Exercise requirements: Look through the entries below and extract exactly the lines from the one containing "let content = std::fs::read_to_string(path).map_err(|e|" through the one containing "let cfg = toml::from_str(&content).map_err(|e|", ends included.

Data extracts:
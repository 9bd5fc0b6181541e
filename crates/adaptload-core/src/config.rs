//! TOML-based engine configuration.
//!
//! Stores:
//! - Loading options (default priority, connection awareness, preload distance)
//! - CDN mirror header names for cache-control
//! - Budget monitor retention
//!
//! Configuration is stored at `~/.config/adaptload/config.toml`, or at the
//! path in `ADAPTLOAD_CONFIG` when set.

use chrono::Duration;
use serde::{Deserialize, Serialize};
use std::path::{Path, PathBuf};

use crate::budget::MonitorConfig;
use crate::cache::DEFAULT_CDN_HEADERS;
use crate::error::{ConfigError, Result};
use crate::resource::PriorityTier;

/// Returns `~/.config/adaptload[-dev]/` based on ADAPTLOAD_ENV.
///
/// Set ADAPTLOAD_ENV=dev to use the development directory.
pub fn data_dir() -> Result<PathBuf> {
    let base_dir = dirs::home_dir().ok_or(ConfigError::NoConfigDir)?.join(".config");

    let env = std::env::var("ADAPTLOAD_ENV").unwrap_or_else(|_| "production".to_string());
    let dir = if env == "dev" {
        base_dir.join("adaptload-dev")
    } else {
        base_dir.join("adaptload")
    };

    std::fs::create_dir_all(&dir)?;
    Ok(dir)
}

/// Loading options.
#[derive(Debug, Clone, PartialEq, Eq, Serialize, Deserialize)]
pub struct LoadingConfig {
    /// Tier for descriptors that don't declare one.
    #[serde(default)]
    pub priority: PriorityTier,
    /// When false the network sampler is disabled and every decision uses
    /// the fast profile.
    #[serde(default = "default_true")]
    pub connection_aware: bool,
    /// Overrides every tier's preload boundary.
    #[serde(default, skip_serializing_if = "Option::is_none")]
    pub preload_distance_px: Option<u32>,
}

#[derive(Debug, Clone, PartialEq, Eq, Serialize, Deserialize)]
pub struct CacheConfig {
    #[serde(default = "default_cdn_headers")]
    pub cdn_mirror_headers: Vec<String>,
}

#[derive(Debug, Clone, PartialEq, Eq, Serialize, Deserialize)]
pub struct MonitorSection {
    #[serde(default = "default_retention_secs")]
    pub retention_secs: u32,
    #[serde(default = "default_max_samples")]
    pub max_samples_per_metric: usize,
}

/// Application configuration.
#[derive(Debug, Clone, Default, PartialEq, Eq, Serialize, Deserialize)]
pub struct Config {
    #[serde(default)]
    pub loading: LoadingConfig,
    #[serde(default)]
    pub cache: CacheConfig,
    #[serde(default)]
    pub monitor: MonitorSection,
}

fn default_true() -> bool {
    true
}
fn default_cdn_headers() -> Vec<String> {
    DEFAULT_CDN_HEADERS.iter().map(|h| h.to_string()).collect()
}
fn default_retention_secs() -> u32 {
    300
}
fn default_max_samples() -> usize {
    100
}

impl Default for LoadingConfig {
    fn default() -> Self {
        Self {
            priority: PriorityTier::default(),
            connection_aware: true,
            preload_distance_px: None,
        }
    }
}

impl Default for CacheConfig {
    fn default() -> Self {
        Self {
            cdn_mirror_headers: default_cdn_headers(),
        }
    }
}

impl Default for MonitorSection {
    fn default() -> Self {
        Self {
            retention_secs: default_retention_secs(),
            max_samples_per_metric: default_max_samples(),
        }
    }
}

impl Config {
    fn get_json_value_by_path<'a>(
        root: &'a serde_json::Value,
        key: &str,
    ) -> Option<&'a serde_json::Value> {
        if key.is_empty() {
            return None;
        }

        let mut current = root;
        for part in key.split('.') {
            current = current.get(part)?;
        }
        Some(current)
    }

    /// Write `value` at `key`, typed after the existing value. Missing leaves
    /// (unset optional keys) are parsed as number, then bool, then string.
    fn set_json_value_by_path(root: &mut serde_json::Value, key: &str, value: &str) -> Result<()> {
        let unknown = || ConfigError::UnknownKey(key.to_string());
        let invalid = |message: String| ConfigError::InvalidValue {
            key: key.to_string(),
            message,
        };

        let mut parts = key.split('.').peekable();
        if parts.peek().is_none() || key.is_empty() {
            return Err(unknown().into());
        }

        let mut current = root;
        while let Some(part) = parts.next() {
            if parts.peek().is_some() {
                current = current.get_mut(part).ok_or_else(unknown)?;
                continue;
            }

            let obj = current.as_object_mut().ok_or_else(unknown)?;
            let new_value = match obj.get(part) {
                Some(serde_json::Value::Bool(_)) => serde_json::Value::Bool(
                    value.parse::<bool>().map_err(|e| invalid(e.to_string()))?,
                ),
                Some(serde_json::Value::Number(_)) => value
                    .parse::<u64>()
                    .map(|n| serde_json::Value::Number(n.into()))
                    .map_err(|_| invalid(format!("cannot parse '{value}' as number")))?,
                Some(serde_json::Value::Array(_)) => {
                    if value.trim_start().starts_with('[') {
                        serde_json::from_str(value)?
                    } else {
                        serde_json::Value::Array(
                            value
                                .split(',')
                                .map(str::trim)
                                .filter(|s| !s.is_empty())
                                .map(|s| serde_json::Value::String(s.to_string()))
                                .collect(),
                        )
                    }
                }
                Some(serde_json::Value::Object(_)) => serde_json::from_str(value)?,
                Some(_) => serde_json::Value::String(value.into()),
                None => {
                    if let Ok(n) = value.parse::<u64>() {
                        serde_json::Value::Number(n.into())
                    } else if let Ok(b) = value.parse::<bool>() {
                        serde_json::Value::Bool(b)
                    } else {
                        serde_json::Value::String(value.into())
                    }
                }
            };
            obj.insert(part.to_string(), new_value);
            return Ok(());
        }

        Err(unknown().into())
    }

    /// `ADAPTLOAD_CONFIG` or `<data_dir>/config.toml`.
    pub fn path() -> Result<PathBuf> {
        if let Ok(path) = std::env::var("ADAPTLOAD_CONFIG") {
            return Ok(PathBuf::from(path));
        }
        Ok(data_dir()?.join("config.toml"))
    }

    /// Load from disk or return default.
    ///
    /// # Errors
    ///
    /// Returns an error if the config file exists but cannot be parsed,
    /// or if the default config cannot be written to disk.
    pub fn load() -> Result<Self> {
        let path = Self::path()?;
        if !path.exists() {
            let cfg = Self::default();
            cfg.save_to(&path)?;
            return Ok(cfg);
        }
        Self::load_from(&path)
    }

    pub fn load_from(path: &Path) -> Result<Self> {
        let content = std::fs::read_to_string(path).map_err(|e| ConfigError::LoadFailed {
            path: path.to_path_buf(),
            message: e.to_string(),
        })?;
        let cfg = toml::from_str(&content).map_err(|e| ConfigError::LoadFailed {
            path: path.to_path_buf(),
            message: e.to_string(),
        })?;
        Ok(cfg)
    }

    pub fn load_or_default() -> Self {
        Self::load().unwrap_or_default()
    }

    pub fn save(&self) -> Result<()> {
        self.save_to(&Self::path()?)
    }

    pub fn save_to(&self, path: &Path) -> Result<()> {
        let save_failed = |message: String| ConfigError::SaveFailed {
            path: path.to_path_buf(),
            message,
        };
        let content = toml::to_string_pretty(self).map_err(|e| save_failed(e.to_string()))?;
        if let Some(parent) = path.parent() {
            std::fs::create_dir_all(parent).map_err(|e| save_failed(e.to_string()))?;
        }
        std::fs::write(path, content).map_err(|e| save_failed(e.to_string()))?;
        Ok(())
    }

    /// Get a config value as string by dot-separated key.
    pub fn get(&self, key: &str) -> Option<String> {
        let json = serde_json::to_value(self).ok()?;
        let val = Self::get_json_value_by_path(&json, key)?;
        match val {
            serde_json::Value::String(s) => Some(s.clone()),
            other => Some(other.to_string()),
        }
    }

    /// Update a value in memory. Call [`Config::save`] to persist.
    ///
    /// # Errors
    ///
    /// Returns an error if the key is unknown or the value does not parse
    /// into the key's type.
    pub fn set(&mut self, key: &str, value: &str) -> Result<()> {
        let mut json = serde_json::to_value(&*self)?;
        Self::set_json_value_by_path(&mut json, key, value)?;
        let updated: Config = serde_json::from_value(json).map_err(|e| ConfigError::InvalidValue {
            key: key.to_string(),
            message: e.to_string(),
        })?;
        // Unknown keys survive the JSON write but are dropped by serde.
        if updated.get(key).is_none() {
            return Err(ConfigError::UnknownKey(key.to_string()).into());
        }
        *self = updated;
        Ok(())
    }

    pub fn monitor_config(&self) -> MonitorConfig {
        MonitorConfig {
            retention: Duration::seconds(i64::from(self.monitor.retention_secs)),
            max_samples_per_metric: self.monitor.max_samples_per_metric,
        }
    }
}

#[cfg(test)]
mod tests {
    use super::*;

    #[test]
    fn default_config_roundtrip() {
        let cfg = Config::default();
        let toml_str = toml::to_string_pretty(&cfg).unwrap();
        let parsed: Config = toml::from_str(&toml_str).unwrap();
        assert_eq!(parsed, cfg);
        assert!(parsed.loading.connection_aware);
        assert_eq!(parsed.cache.cdn_mirror_headers.len(), 2);
    }

    #[test]
    fn partial_file_fills_defaults() {
        let cfg: Config = toml::from_str("[loading]\npriority = \"high\"\n").unwrap();
        assert_eq!(cfg.loading.priority, PriorityTier::High);
        assert!(cfg.loading.connection_aware);
        assert_eq!(cfg.monitor.retention_secs, 300);
    }

    #[test]
    fn get_supports_dot_path_keys() {
        let cfg = Config::default();
        assert_eq!(cfg.get("loading.connection_aware").as_deref(), Some("true"));
        assert_eq!(cfg.get("loading.priority").as_deref(), Some("medium"));
        assert_eq!(cfg.get("monitor.retention_secs").as_deref(), Some("300"));
        assert!(cfg.get("loading.missing_key").is_none());
        assert!(cfg.get("loading.preload_distance_px").is_none());
    }

    #[test]
    fn set_typed_values() {
        let mut cfg = Config::default();
        cfg.set("loading.connection_aware", "false").unwrap();
        cfg.set("loading.priority", "low").unwrap();
        cfg.set("loading.preload_distance_px", "1500").unwrap();
        cfg.set("cache.cdn_mirror_headers", "Surrogate-Control, CDN-Cache-Control").unwrap();

        assert!(!cfg.loading.connection_aware);
        assert_eq!(cfg.loading.priority, PriorityTier::Low);
        assert_eq!(cfg.loading.preload_distance_px, Some(1500));
        assert_eq!(
            cfg.cache.cdn_mirror_headers,
            vec!["Surrogate-Control".to_string(), "CDN-Cache-Control".to_string()]
        );
    }

    #[test]
    fn set_rejects_unknown_and_invalid() {
        let mut cfg = Config::default();
        assert!(cfg.set("loading.bogus", "1").is_err());
        assert!(cfg.set("nope", "1").is_err());
        assert!(cfg.set("loading.connection_aware", "maybe").is_err());
        assert!(cfg.set("loading.priority", "urgent").is_err());
        assert_eq!(cfg, Config::default());
    }

    #[test]
    fn save_and_load_from_file() {
        let dir = tempfile::tempdir().unwrap();
        let path = dir.path().join("nested").join("config.toml");
        let mut cfg = Config::default();
        cfg.set("monitor.max_samples_per_metric", "10").unwrap();
        cfg.save_to(&path).unwrap();

        let loaded = Config::load_from(&path).unwrap();
        assert_eq!(loaded.monitor.max_samples_per_metric, 10);
        assert_eq!(loaded.monitor_config().max_samples_per_metric, 10);
    }

    #[test]
    fn load_from_reports_parse_errors() {
        let dir = tempfile::tempdir().unwrap();
        let path = dir.path().join("config.toml");
        std::fs::write(&path, "loading = 3").unwrap();
        assert!(Config::load_from(&path).is_err());
    }
}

Solution for this exercise:
        let content = std::fs::read_to_string(path).map_err(|e| ConfigError::LoadFailed {
            path: path.to_path_buf(),
            message: e.to_string(),
        })?;
        let cfg = toml::from_str(&content).map_err(|e| ConfigError::LoadFailed {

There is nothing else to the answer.